▶ _PROMPT_
For the string "EntryTypeFilter", find every matching line in the records and copy it.

▶ _DATA SHOWN_
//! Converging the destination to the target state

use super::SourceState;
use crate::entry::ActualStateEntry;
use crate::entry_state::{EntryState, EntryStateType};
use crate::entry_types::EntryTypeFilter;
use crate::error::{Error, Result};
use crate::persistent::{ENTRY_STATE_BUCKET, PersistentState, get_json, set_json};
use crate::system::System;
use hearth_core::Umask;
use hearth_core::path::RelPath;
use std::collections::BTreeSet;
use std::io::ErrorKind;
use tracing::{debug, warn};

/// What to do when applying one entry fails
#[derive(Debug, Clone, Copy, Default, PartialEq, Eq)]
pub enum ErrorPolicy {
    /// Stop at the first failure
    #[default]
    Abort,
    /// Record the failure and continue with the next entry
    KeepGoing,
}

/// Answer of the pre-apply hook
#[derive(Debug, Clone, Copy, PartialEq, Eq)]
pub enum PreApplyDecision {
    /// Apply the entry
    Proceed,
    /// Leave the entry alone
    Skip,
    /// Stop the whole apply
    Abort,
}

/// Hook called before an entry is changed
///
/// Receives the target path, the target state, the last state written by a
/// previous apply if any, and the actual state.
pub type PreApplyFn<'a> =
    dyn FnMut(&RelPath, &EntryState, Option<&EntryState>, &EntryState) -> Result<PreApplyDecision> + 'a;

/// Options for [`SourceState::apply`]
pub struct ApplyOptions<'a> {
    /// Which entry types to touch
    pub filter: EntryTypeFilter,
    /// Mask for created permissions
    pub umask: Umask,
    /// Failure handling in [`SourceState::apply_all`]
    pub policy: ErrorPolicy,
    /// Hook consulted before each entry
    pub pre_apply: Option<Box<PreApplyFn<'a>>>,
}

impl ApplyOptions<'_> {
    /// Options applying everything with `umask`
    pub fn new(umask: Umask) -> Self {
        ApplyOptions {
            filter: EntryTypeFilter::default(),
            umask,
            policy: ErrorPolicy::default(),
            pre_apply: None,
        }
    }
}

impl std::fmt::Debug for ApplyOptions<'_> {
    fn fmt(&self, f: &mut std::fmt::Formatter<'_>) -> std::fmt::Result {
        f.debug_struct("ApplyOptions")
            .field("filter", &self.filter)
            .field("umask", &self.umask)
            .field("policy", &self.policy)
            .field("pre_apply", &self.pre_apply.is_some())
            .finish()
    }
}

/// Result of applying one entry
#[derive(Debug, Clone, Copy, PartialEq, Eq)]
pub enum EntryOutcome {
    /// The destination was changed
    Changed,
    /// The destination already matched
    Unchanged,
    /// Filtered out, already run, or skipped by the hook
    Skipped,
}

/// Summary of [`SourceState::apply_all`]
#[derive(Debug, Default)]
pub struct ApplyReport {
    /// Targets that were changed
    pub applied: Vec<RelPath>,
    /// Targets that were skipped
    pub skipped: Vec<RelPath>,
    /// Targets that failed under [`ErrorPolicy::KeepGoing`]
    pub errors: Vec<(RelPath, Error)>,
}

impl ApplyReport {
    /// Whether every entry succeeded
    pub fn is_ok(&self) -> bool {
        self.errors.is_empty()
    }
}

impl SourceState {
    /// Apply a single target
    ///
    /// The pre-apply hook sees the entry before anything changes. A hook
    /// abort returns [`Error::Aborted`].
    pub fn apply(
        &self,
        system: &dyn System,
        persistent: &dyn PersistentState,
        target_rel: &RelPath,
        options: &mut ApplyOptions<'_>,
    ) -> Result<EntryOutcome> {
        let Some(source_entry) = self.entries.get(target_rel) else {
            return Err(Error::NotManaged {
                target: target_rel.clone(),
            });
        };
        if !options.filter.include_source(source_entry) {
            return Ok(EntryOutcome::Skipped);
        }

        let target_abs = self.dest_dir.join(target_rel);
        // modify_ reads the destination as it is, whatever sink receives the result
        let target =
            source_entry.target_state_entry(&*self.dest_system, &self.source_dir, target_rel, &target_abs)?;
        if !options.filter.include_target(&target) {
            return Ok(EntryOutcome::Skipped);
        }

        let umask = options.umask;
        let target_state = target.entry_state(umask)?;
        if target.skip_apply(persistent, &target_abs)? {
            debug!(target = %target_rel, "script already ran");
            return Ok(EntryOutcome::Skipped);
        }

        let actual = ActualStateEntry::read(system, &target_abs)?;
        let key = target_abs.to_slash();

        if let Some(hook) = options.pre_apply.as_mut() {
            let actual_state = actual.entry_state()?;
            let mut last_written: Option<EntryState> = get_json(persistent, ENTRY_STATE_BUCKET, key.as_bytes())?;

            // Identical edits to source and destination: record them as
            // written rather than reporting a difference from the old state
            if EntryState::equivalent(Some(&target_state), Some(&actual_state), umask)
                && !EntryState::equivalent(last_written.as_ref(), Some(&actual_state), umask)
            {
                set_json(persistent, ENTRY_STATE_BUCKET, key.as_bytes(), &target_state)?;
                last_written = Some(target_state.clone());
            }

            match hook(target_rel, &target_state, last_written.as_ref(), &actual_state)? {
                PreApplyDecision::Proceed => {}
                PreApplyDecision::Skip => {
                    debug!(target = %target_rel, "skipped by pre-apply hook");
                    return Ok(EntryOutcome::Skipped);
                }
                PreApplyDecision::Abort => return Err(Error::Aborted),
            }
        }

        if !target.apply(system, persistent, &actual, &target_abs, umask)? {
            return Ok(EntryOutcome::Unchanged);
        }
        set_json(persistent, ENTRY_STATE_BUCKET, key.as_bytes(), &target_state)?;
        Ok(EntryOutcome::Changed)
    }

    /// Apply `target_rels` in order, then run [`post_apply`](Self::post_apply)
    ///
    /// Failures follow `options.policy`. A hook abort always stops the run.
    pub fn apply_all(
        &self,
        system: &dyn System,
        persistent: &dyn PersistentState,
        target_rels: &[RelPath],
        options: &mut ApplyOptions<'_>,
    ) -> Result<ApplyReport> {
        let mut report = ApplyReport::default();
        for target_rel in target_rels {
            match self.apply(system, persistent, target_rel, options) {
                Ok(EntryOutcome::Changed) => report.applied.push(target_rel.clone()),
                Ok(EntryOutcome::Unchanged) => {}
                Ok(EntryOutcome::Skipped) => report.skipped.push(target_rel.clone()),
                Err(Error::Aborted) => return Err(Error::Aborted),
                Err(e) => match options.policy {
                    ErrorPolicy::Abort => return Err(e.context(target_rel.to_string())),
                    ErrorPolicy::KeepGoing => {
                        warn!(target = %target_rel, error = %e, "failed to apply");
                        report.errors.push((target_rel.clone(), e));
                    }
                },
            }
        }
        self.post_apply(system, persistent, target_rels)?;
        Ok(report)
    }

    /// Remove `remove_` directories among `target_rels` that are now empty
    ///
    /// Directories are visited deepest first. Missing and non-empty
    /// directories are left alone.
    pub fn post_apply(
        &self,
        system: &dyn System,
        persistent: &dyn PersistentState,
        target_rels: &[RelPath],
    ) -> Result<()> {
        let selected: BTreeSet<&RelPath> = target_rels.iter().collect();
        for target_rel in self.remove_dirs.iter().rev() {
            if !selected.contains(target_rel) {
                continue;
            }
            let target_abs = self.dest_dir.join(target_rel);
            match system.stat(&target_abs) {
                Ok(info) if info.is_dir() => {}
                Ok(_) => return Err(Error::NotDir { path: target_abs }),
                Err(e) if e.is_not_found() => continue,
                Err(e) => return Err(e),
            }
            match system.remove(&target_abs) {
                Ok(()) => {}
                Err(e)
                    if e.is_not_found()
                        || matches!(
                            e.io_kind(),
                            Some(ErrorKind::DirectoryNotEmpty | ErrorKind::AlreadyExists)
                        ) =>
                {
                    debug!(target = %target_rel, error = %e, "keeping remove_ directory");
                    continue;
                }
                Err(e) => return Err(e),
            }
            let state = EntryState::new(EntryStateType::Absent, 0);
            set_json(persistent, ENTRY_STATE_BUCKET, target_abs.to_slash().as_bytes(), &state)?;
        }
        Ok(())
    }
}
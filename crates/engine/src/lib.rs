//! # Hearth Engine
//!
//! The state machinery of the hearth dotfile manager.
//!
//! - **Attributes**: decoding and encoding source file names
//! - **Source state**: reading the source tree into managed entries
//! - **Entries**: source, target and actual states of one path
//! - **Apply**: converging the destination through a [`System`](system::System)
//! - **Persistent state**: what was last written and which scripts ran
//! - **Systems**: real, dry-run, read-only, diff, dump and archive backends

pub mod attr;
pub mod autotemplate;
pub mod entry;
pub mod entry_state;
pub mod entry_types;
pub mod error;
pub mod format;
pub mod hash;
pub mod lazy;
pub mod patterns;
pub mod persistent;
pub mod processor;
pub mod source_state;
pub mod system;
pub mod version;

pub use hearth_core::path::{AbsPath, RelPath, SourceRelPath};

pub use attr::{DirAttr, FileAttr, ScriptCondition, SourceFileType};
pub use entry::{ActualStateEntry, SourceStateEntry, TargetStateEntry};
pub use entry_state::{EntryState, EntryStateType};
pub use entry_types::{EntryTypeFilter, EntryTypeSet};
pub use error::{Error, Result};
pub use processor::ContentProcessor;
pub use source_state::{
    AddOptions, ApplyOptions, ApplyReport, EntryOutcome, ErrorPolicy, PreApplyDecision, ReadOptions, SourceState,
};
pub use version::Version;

▶ _RESULT FOR THIS EXERCISE_
use crate::entry_types::EntryTypeFilter;
    pub filter: EntryTypeFilter,
            filter: EntryTypeFilter::default(),
pub use entry_types::{EntryTypeFilter, EntryTypeSet};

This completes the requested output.